■ EXERCISE REQUIREMENTS: Please reproduce exactly the lines from the start of the records through the one containing "a message kind.", and nothing more.

(Collected data entries)
• • • • •
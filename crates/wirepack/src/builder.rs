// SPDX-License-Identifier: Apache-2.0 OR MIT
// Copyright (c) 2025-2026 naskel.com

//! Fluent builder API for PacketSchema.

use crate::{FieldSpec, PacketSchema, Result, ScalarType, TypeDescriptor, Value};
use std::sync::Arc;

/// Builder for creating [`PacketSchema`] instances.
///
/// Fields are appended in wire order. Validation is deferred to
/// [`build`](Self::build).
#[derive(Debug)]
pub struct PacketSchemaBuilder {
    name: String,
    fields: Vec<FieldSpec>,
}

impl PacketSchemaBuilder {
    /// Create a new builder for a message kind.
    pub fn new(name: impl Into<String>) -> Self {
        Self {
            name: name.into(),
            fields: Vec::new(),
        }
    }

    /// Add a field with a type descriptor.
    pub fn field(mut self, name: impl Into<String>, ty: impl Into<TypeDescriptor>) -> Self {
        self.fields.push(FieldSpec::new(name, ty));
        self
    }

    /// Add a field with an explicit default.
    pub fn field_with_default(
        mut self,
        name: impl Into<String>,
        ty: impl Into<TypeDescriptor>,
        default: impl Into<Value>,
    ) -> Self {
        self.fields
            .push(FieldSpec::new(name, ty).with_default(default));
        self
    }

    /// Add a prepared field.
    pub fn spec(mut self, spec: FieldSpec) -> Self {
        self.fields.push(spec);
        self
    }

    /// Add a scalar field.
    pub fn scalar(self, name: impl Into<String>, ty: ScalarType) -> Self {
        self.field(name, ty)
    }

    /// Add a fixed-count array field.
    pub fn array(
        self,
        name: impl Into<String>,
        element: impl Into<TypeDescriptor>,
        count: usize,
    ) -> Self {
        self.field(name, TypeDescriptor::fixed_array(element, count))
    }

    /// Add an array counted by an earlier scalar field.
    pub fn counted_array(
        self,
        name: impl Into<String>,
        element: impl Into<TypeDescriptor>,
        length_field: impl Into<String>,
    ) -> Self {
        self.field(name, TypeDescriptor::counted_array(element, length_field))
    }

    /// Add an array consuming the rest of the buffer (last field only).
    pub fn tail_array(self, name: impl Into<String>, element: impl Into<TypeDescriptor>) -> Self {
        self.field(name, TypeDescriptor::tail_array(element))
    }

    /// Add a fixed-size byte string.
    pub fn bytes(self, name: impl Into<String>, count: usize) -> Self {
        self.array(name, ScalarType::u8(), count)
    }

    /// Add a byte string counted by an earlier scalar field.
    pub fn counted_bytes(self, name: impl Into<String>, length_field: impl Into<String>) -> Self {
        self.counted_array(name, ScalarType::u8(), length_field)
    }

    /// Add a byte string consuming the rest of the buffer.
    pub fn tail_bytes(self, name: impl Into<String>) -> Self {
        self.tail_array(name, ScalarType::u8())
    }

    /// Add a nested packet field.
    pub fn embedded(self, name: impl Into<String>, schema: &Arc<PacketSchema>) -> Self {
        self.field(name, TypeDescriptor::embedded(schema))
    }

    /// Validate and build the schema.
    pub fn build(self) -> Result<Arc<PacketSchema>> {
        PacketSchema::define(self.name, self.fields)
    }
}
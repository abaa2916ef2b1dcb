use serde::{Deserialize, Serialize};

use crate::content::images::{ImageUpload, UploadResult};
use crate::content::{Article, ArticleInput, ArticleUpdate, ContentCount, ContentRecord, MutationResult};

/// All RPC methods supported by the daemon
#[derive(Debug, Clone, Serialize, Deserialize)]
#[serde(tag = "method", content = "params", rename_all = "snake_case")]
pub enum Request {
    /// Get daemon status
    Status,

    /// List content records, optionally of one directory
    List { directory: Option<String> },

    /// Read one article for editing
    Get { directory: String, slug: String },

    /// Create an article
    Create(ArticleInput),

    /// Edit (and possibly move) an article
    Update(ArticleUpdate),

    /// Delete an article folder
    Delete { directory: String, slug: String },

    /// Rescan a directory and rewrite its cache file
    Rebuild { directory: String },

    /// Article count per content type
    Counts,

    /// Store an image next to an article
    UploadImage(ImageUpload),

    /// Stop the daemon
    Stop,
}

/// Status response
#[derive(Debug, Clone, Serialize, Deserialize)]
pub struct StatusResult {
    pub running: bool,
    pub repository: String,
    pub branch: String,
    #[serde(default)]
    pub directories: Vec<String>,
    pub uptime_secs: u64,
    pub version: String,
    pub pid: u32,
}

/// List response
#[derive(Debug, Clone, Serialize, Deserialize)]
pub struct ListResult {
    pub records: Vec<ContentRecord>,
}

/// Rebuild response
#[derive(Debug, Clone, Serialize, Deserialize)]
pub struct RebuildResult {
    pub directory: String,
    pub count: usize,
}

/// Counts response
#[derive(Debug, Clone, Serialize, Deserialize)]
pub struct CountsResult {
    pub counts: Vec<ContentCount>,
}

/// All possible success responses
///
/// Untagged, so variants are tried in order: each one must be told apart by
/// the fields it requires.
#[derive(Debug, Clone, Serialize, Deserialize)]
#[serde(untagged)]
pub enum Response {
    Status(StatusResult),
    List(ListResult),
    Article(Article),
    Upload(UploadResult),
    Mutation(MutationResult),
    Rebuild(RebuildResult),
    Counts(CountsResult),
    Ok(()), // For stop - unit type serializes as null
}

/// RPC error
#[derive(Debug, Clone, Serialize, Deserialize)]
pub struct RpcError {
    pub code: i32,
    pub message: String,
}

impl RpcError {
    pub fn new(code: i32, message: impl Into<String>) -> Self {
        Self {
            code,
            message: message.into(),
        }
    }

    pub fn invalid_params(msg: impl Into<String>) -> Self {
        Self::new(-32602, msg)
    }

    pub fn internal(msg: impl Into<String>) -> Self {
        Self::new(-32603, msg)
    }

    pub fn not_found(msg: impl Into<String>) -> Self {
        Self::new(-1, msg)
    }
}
• • • • •
■ THE ANSWER:
filename crates/wirepack/src/builder.rs
// SPDX-License-Identifier: Apache-2.0 OR MIT
// Copyright (c) 2025-2026 naskel.com

//! Fluent builder API for PacketSchema.

use crate::{FieldSpec, PacketSchema, Result, ScalarType, TypeDescriptor, Value};
use std::sync::Arc;

/// Builder for creating [`PacketSchema`] instances.
///
/// Fields are appended in wire order. Validation is deferred to
/// [`build`](Self::build).
#[derive(Debug)]
pub struct PacketSchemaBuilder {
    name: String,
    fields: Vec<FieldSpec>,
}

impl PacketSchemaBuilder {
    /// Create a new builder for a message kind.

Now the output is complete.